PROMPT:
Your answer should be a number only: the count of lines in the following entries that contain "text".
(PROVIDED RECORDS Opens)
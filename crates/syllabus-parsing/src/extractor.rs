use syllabus_core::{ExtractionResult, Page};

use crate::config::ParsingConfig;
use crate::fields::{DocumentVariant, FieldTable};
use crate::{layout, section};

/// A configurable syllabus extraction pipeline.
///
/// Holds the field table built from a [`ParsingConfig`] and a
/// [`DocumentVariant`], and exposes each pipeline step as a method.
/// Use [`SyllabusExtractor::with_config`] to supply custom markers and patterns.
pub struct SyllabusExtractor {
    variant: DocumentVariant,
    table: FieldTable,
}

impl Default for SyllabusExtractor {
    fn default() -> Self {
        Self::new()
    }
}

impl SyllabusExtractor {
    /// Create an extractor for the standard field table with default configuration.
    pub fn new() -> Self {
        Self::for_variant(DocumentVariant::Standard)
    }

    pub fn for_variant(variant: DocumentVariant) -> Self {
        Self::with_config(variant, &ParsingConfig::default())
    }

    /// Create an extractor with a custom configuration.
    pub fn with_config(variant: DocumentVariant, config: &ParsingConfig) -> Self {
        Self {
            variant,
            table: FieldTable::with_config(variant, config),
        }
    }

    pub fn variant(&self) -> DocumentVariant {
        self.variant
    }

    pub fn table(&self) -> &FieldTable {
        &self.table
    }

    /// Linearize decoded pages into one text stream (step 1).
    pub fn reconstruct(&self, pages: &[Page]) -> String {
        layout::reconstruct(pages)
    }

    /// Resolve every field against already-linearized text (step 2).
    ///
    /// The text may come from layout reconstruction or from OCR.
    pub fn extract_fields(&self, text: &str) -> ExtractionResult {
        section::extract(text, &self.table)
    }

    /// Run both steps on decoded pages.
    pub fn extract_from_pages(&self, pages: &[Page]) -> (String, ExtractionResult) {
        let text = self.reconstruct(pages);
        let fields = self.extract_fields(&text);
        (text, fields)
    }
}

#[cfg(test)]
mod tests {
    use super::*;
    use crate::ParsingConfigBuilder;
    use crate::fields::{EMAIL, GRADING_SCALE, OFFICE_HOURS};
    use syllabus_core::{FieldValue, PositionedRun};

    fn syllabus_pages() -> Vec<Page> {
        vec![
            Page::new(
                1,
                vec![
                    PositionedRun::new("Office Hours: ", 72.0, 700.0),
                    PositionedRun::new("Thu 1-3pm", 160.0, 700.0),
                    PositionedRun::new("Contact: ", 72.0, 680.0),
                    PositionedRun::new("prof@college.edu", 130.0, 680.0),
                ],
            ),
            Page::new(
                2,
                vec![
                    PositionedRun::new("Grade Letter ", 72.0, 700.0),
                    PositionedRun::new("Minimum", 200.0, 700.0),
                    PositionedRun::new("A ", 72.0, 680.0),
                    PositionedRun::new("92", 200.0, 680.0),
                    PositionedRun::new("B ", 72.0, 660.0),
                    PositionedRun::new("82", 200.0, 660.0),
                ],
            ),
        ]
    }

    #[test]
    fn test_extract_from_pages() {
        let extractor = SyllabusExtractor::for_variant(DocumentVariant::Contact);
        let (text, fields) = extractor.extract_from_pages(&syllabus_pages());

        assert!(text.starts_with("Office Hours: Thu 1-3pm\r\nContact: prof@college.edu\n\n"));
        assert_eq!(
            fields.get(OFFICE_HOURS),
            Some(&FieldValue::Found("Thu 1-3pm".into()))
        );
        assert_eq!(fields.get(EMAIL).unwrap().as_str(), "prof@college.edu");
        assert!(text.ends_with("Grade Letter Minimum\r\nA 92\r\nB 82\n\n"));
        assert_eq!(fields.get(GRADING_SCALE).unwrap().as_str(), "A 92\nB 82");
    }

    #[test]
    fn test_with_config_custom_email() {
        let config = ParsingConfigBuilder::new()
            .email_regex(r"[a-z]+@college\.edu")
            .build()
            .unwrap();
        let extractor = SyllabusExtractor::with_config(DocumentVariant::Contact, &config);
        let fields = extractor.extract_fields("ta@other.org then prof@college.edu");
        assert_eq!(fields.get(EMAIL).unwrap().as_str(), "prof@college.edu");
    }

    #[test]
    fn test_standard_has_no_email() {
        let extractor = SyllabusExtractor::new();
        assert_eq!(extractor.variant(), DocumentVariant::Standard);
        let fields = extractor.extract_fields("prof@college.edu");
        assert!(fields.get(EMAIL).is_none());
    }
}
use std::path::{Path, PathBuf};

use serde::{Deserialize, Serialize};

/// On-disk TOML configuration structure.
/// All fields are optional so partial configs work (merge with defaults).
#[derive(Debug, Clone, Default, PartialEq, Serialize, Deserialize)]
pub struct ConfigFile {
    pub fields: Option<FieldsConfig>,
    pub ocr: Option<OcrConfig>,
}

/// Overrides for the heading and marker lists of the field table.
///
/// Each list replaces the built-in list when present.
#[derive(Debug, Clone, Default, PartialEq, Serialize, Deserialize)]
pub struct FieldsConfig {
    pub office_hours_markers: Option<Vec<String>>,
    pub weight_markers: Option<Vec<String>>,
    pub scale_markers: Option<Vec<String>>,
    pub grading_headings: Option<Vec<String>>,
    pub grading_boundaries: Option<Vec<String>>,
    pub scale_headings: Option<Vec<String>>,
    pub late_headings: Option<Vec<String>>,
    pub late_keywords: Option<Vec<String>>,
    pub grade_line_pattern: Option<String>,
    pub email_pattern: Option<String>,
}

#[derive(Debug, Clone, Default, PartialEq, Serialize, Deserialize)]
pub struct OcrConfig {
    /// Tesseract language codes (e.g. "eng", "eng+fra").
    pub language: Option<String>,
    /// Rasterization resolution in dots per inch.
    pub dpi: Option<u32>,
}

/// Platform config directory path: `<config_dir>/syllabus/config.toml`.
pub fn config_path() -> Option<PathBuf> {
    dirs::config_dir().map(|d| d.join("syllabus").join("config.toml"))
}

/// Load config by cascading CWD `.syllabus.toml` over platform config.
/// CWD values override platform values.
pub fn load_config() -> ConfigFile {
    let platform = config_path().and_then(|p| load_from_path(&p));
    let cwd = load_from_path(Path::new(".syllabus.toml"));

    match (platform, cwd) {
        (None, None) => ConfigFile::default(),
        (Some(p), None) => p,
        (None, Some(c)) => c,
        (Some(p), Some(c)) => merge(p, c),
    }
}

/// Load a config from a specific path. Returns `None` if the file doesn't
/// exist or can't be parsed.
pub fn load_from_path(path: &Path) -> Option<ConfigFile> {
    let content = std::fs::read_to_string(path).ok()?;
    match toml::from_str(&content) {
        Ok(config) => Some(config),
        Err(e) => {
            tracing::warn!(path = %path.display(), error = %e, "ignoring unparseable config file");
            None
        }
    }
}

/// Merge two configs: `overlay` values take precedence over `base`.
pub fn merge(base: ConfigFile, overlay: ConfigFile) -> ConfigFile {
    let base_fields = base.fields.unwrap_or_default();
    let overlay_fields = overlay.fields.unwrap_or_default();
    let base_ocr = base.ocr.unwrap_or_default();
    let overlay_ocr = overlay.ocr.unwrap_or_default();

    ConfigFile {
        fields: Some(FieldsConfig {
            office_hours_markers: overlay_fields
                .office_hours_markers
                .or(base_fields.office_hours_markers),
            weight_markers: overlay_fields.weight_markers.or(base_fields.weight_markers),
            scale_markers: overlay_fields.scale_markers.or(base_fields.scale_markers),
            grading_headings: overlay_fields
                .grading_headings
                .or(base_fields.grading_headings),
            grading_boundaries: overlay_fields
                .grading_boundaries
                .or(base_fields.grading_boundaries),
            scale_headings: overlay_fields.scale_headings.or(base_fields.scale_headings),
            late_headings: overlay_fields.late_headings.or(base_fields.late_headings),
            late_keywords: overlay_fields.late_keywords.or(base_fields.late_keywords),
            grade_line_pattern: overlay_fields
                .grade_line_pattern
                .or(base_fields.grade_line_pattern),
            email_pattern: overlay_fields.email_pattern.or(base_fields.email_pattern),
        }),
        ocr: Some(OcrConfig {
            language: overlay_ocr.language.or(base_ocr.language),
            dpi: overlay_ocr.dpi.or(base_ocr.dpi),
        }),
    }
}

#[cfg(test)]
mod tests {
    use super::*;

    #[test]
    fn test_parse_partial_config() {
        let config: ConfigFile = toml::from_str(
            r#"
            [fields]
            office_hours_markers = ["Office Hours:", "Student Hours:"]

            [ocr]
            dpi = 300
            "#,
        )
        .unwrap();

        let fields = config.fields.unwrap();
        assert_eq!(
            fields.office_hours_markers.unwrap(),
            vec!["Office Hours:".to_string(), "Student Hours:".to_string()]
        );
        assert!(fields.late_keywords.is_none());
        assert_eq!(config.ocr.unwrap().dpi, Some(300));
    }

    #[test]
    fn test_merge_overlay_wins() {
        let base = ConfigFile {
            fields: Some(FieldsConfig {
                late_keywords: Some(vec!["late".into()]),
                email_pattern: Some(r"\S+@\S+".into()),
                ..Default::default()
            }),
            ocr: Some(OcrConfig {
                language: Some("eng".into()),
                dpi: Some(150),
            }),
        };
        let overlay = ConfigFile {
            fields: Some(FieldsConfig {
                late_keywords: Some(vec!["tardy".into()]),
                ..Default::default()
            }),
            ocr: Some(OcrConfig {
                language: None,
                dpi: Some(300),
            }),
        };

        let merged = merge(base, overlay);
        let fields = merged.fields.unwrap();
        assert_eq!(fields.late_keywords, Some(vec!["tardy".to_string()]));
        assert_eq!(fields.email_pattern.as_deref(), Some(r"\S+@\S+"));
        let ocr = merged.ocr.unwrap();
        assert_eq!(ocr.language.as_deref(), Some("eng"));
        assert_eq!(ocr.dpi, Some(300));
    }

    #[test]
    fn test_load_from_path_missing_or_invalid() {
        let dir = tempfile::tempdir().unwrap();
        assert!(load_from_path(&dir.path().join("absent.toml")).is_none());

        let bad = dir.path().join("bad.toml");
        std::fs::write(&bad, "[fields\nnot toml").unwrap();
        assert!(load_from_path(&bad).is_none());

        let good = dir.path().join("good.toml");
        std::fs::write(&good, "[ocr]\nlanguage = \"deu\"\n").unwrap();
        let config = load_from_path(&good).unwrap();
        assert_eq!(config.ocr.unwrap().language.as_deref(), Some("deu"));
    }
}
(PROVIDED RECORDS Closes)
RESULT OF THE TASK:
11